### [EXERCISE PROMPT]
Select from the records below every line that has the word "IntoIterator" in it.

[Collected data]
┌──

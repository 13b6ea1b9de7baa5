//! The rule algebra.
//!
//! A [`Rule`] is an immutable, shareable grammar node. Primitives consume
//! input directly; combinators compose other rules. Everything here is a
//! plain constructor: matching lives in `apply`, PEG notation in `display`.
//!
//! Rule names are not given at construction. A [`Grammar`](crate::Grammar)
//! binds them when rules are registered, which is also how [`node`] rules
//! learn the name of the tokens they build.

mod apply;
mod display;
mod regex;


use std::fmt;
use std::sync::{Arc, OnceLock};

use crate::grammar::GrammarError;

pub(crate) use self::regex::RegexMatcher;

/// A composable grammar node.
///
/// Cloning is cheap and shares the node: clones have the same identity,
/// the same (late-bound) name, and the same memoization key.
#[derive(Clone)]
pub struct Rule(Arc<RuleInner>);

struct RuleInner {
    name: OnceLock<Arc<str>>,
    kind: RuleKind,
}

pub(crate) enum RuleKind {
    Char(CharClass),
    Literal(Arc<str>),
    Regex(RegexMatcher),
    End,
    Seq(Vec<Rule>),
    Choice(Vec<Rule>),
    Not(Rule),
    At(Rule),
    ZeroOrMore(Rule),
    OneOrMore(Rule),
    Opt(Rule),
    Node(Rule),
    Recursive(Lazy),
}

/// Single-character matchers.
pub(crate) enum CharClass {
    Single(char),
    Set(Arc<str>),
    Range(char, char),
    NotSet(Arc<str>),
    Any,
    Predicate {
        label: &'static str,
        test: fn(char) -> bool,
    },
}

impl CharClass {
    pub(crate) fn matches(&self, c: char) -> bool {
        match self {
            CharClass::Single(expected) => c == *expected,
            CharClass::Set(set) => set.contains(c),
            CharClass::Range(lo, hi) => (*lo..=*hi).contains(&c),
            CharClass::NotSet(set) => !set.contains(c),
            CharClass::Any => true,
            CharClass::Predicate { test, .. } => test(c),
        }
    }
}

/// Single-assignment cell over a rule supplier.
pub(crate) struct Lazy {
    cell: OnceLock<Rule>,
    supplier: Box<dyn Fn() -> Rule + Send + Sync>,
}

impl Lazy {
    pub(crate) fn resolve(&self) -> &Rule {
        self.cell.get_or_init(|| (self.supplier)())
    }
}

impl Rule {
    fn from_kind(kind: RuleKind) -> Self {
        Self(Arc::new(RuleInner {
            name: OnceLock::new(),
            kind,
        }))
    }

    pub(crate) fn kind(&self) -> &RuleKind {
        &self.0.kind
    }

    /// Registered name, if a grammar has bound one.
    pub fn name(&self) -> Option<&str> {
        self.0.name.get().map(|n| &**n)
    }

    pub(crate) fn name_arc(&self) -> Option<&Arc<str>> {
        self.0.name.get()
    }

    /// Whether this rule captures a token when it matches.
    pub fn is_node(&self) -> bool {
        matches!(self.0.kind, RuleKind::Node(_))
    }

    /// Whether both handles are the same rule.
    pub fn ptr_eq(&self, other: &Rule) -> bool {
        Arc::ptr_eq(&self.0, &other.0)
    }

    /// Stable identity for the lifetime of the rule graph.
    pub(crate) fn id(&self) -> usize {
        Arc::as_ptr(&self.0) as *const () as usize
    }

    /// Bind `name` once. Rebinding the same name is a no-op.
    pub(crate) fn bind_name(&self, name: &Arc<str>) -> Result<(), GrammarError> {
        let bound = self.0.name.get_or_init(|| name.clone());
        if bound == name {
            return Ok(());
        }
        Err(GrammarError::RuleAlreadyNamed {
            rule: bound.to_string(),
            name: name.to_string(),
        })
    }

    /// Direct sub-rules, without resolving recursive references.
    pub(crate) fn operands(&self) -> &[Rule] {
        match &self.0.kind {
            RuleKind::Seq(rules) | RuleKind::Choice(rules) => rules,
            RuleKind::Not(r)
            | RuleKind::At(r)
            | RuleKind::ZeroOrMore(r)
            | RuleKind::OneOrMore(r)
            | RuleKind::Opt(r)
            | RuleKind::Node(r) => std::slice::from_ref(r),
            RuleKind::Char(_)
            | RuleKind::Literal(_)
            | RuleKind::Regex(_)
            | RuleKind::End
            | RuleKind::Recursive(_) => &[],
        }
    }
}

impl fmt::Debug for Rule {
    fn fmt(&self, f: &mut fmt::Formatter<'_>) -> fmt::Result {
        match self.name() {
            Some(name) => write!(f, "Rule({name} <- {self})"),
            None => write!(f, "Rule({self})"),
        }
    }
}

/// Match the character `c`.
pub fn ch(c: char) -> Rule {
    Rule::from_kind(RuleKind::Char(CharClass::Single(c)))
}

/// Match any character contained in `set`.
///
/// # Panics
/// Panics if `set` is empty.
pub fn one_of(set: &str) -> Rule {
    crate::invariants::ensure_char_set(set);
    Rule::from_kind(RuleKind::Char(CharClass::Set(Arc::from(set))))
}

/// Match any character in `lo..=hi`.
///
/// # Panics
/// Panics if `lo > hi`.
pub fn range(lo: char, hi: char) -> Rule {
    crate::invariants::ensure_char_range(lo, hi);
    Rule::from_kind(RuleKind::Char(CharClass::Range(lo, hi)))
}

/// Match any character not contained in `set`.
///
/// # Panics
/// Panics if `set` is empty.
pub fn none_of(set: &str) -> Rule {
    crate::invariants::ensure_char_set(set);
    Rule::from_kind(RuleKind::Char(CharClass::NotSet(Arc::from(set))))
}

/// Match any single character.
pub fn any() -> Rule {
    Rule::from_kind(RuleKind::Char(CharClass::Any))
}

/// Match one character for which `test` holds. `label` names the class in
/// grammar dumps and failure reports.
pub fn satisfy(label: &'static str, test: fn(char) -> bool) -> Rule {
    Rule::from_kind(RuleKind::Char(CharClass::Predicate { label, test }))
}

/// Match `text` exactly.
///
/// # Panics
/// Panics if `text` is empty. Use [`seq`] with no operands for an empty match.
pub fn literal(text: &str) -> Rule {
    crate::invariants::ensure_literal(text);
    Rule::from_kind(RuleKind::Literal(Arc::from(text)))
}

/// Match `pattern` anchored at the current position.
pub fn regex(pattern: &str) -> Result<Rule, GrammarError> {
    let matcher = RegexMatcher::new(pattern)?;
    Ok(Rule::from_kind(RuleKind::Regex(matcher)))
}

/// Match only at the end of input.
pub fn end() -> Rule {
    Rule::from_kind(RuleKind::End)
}

/// Match every rule in order. An empty sequence always matches.
pub fn seq(rules: impl IntoIterator<Item = Rule>) -> Rule {
    Rule::from_kind(RuleKind::Seq(rules.into_iter().collect()))
}

/// Ordered choice: the first alternative that matches wins.
///
/// # Panics
/// Panics if there are no alternatives.
pub fn choice(rules: impl IntoIterator<Item = Rule>) -> Rule {
    let rules: Vec<Rule> = rules.into_iter().collect();
    crate::invariants::ensure_alternatives(&rules);
    Rule::from_kind(RuleKind::Choice(rules))
}

/// Negative lookahead. Consumes nothing.
pub fn not(rule: Rule) -> Rule {
    Rule::from_kind(RuleKind::Not(rule))
}

/// Positive lookahead. Consumes nothing.
pub fn at(rule: Rule) -> Rule {
    Rule::from_kind(RuleKind::At(rule))
}

pub fn zero_or_more(rule: Rule) -> Rule {
    Rule::from_kind(RuleKind::ZeroOrMore(rule))
}

pub fn one_or_more(rule: Rule) -> Rule {
    Rule::from_kind(RuleKind::OneOrMore(rule))
}

pub fn opt(rule: Rule) -> Rule {
    Rule::from_kind(RuleKind::Opt(rule))
}

/// Capture what `rule` matches as a token named after this node's
/// registered name. Tokens emitted inside become its children.
pub fn node(rule: Rule) -> Rule {
    Rule::from_kind(RuleKind::Node(rule))
}

/// Defer to the rule `supplier` returns, resolved on first use and cached.
///
/// This is how self-referential grammars are written: the supplier can
/// name a rule that does not exist yet when this one is built.
pub fn recursive(supplier: impl Fn() -> Rule + Send + Sync + 'static) -> Rule {
    Rule::from_kind(RuleKind::Recursive(Lazy {
        cell: OnceLock::new(),
        supplier: Box::new(supplier),
    }))
}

└──

### [ANSWER SPACE]
pub fn seq(rules: impl IntoIterator<Item = Rule>) -> Rule {
pub fn choice(rules: impl IntoIterator<Item = Rule>) -> Rule {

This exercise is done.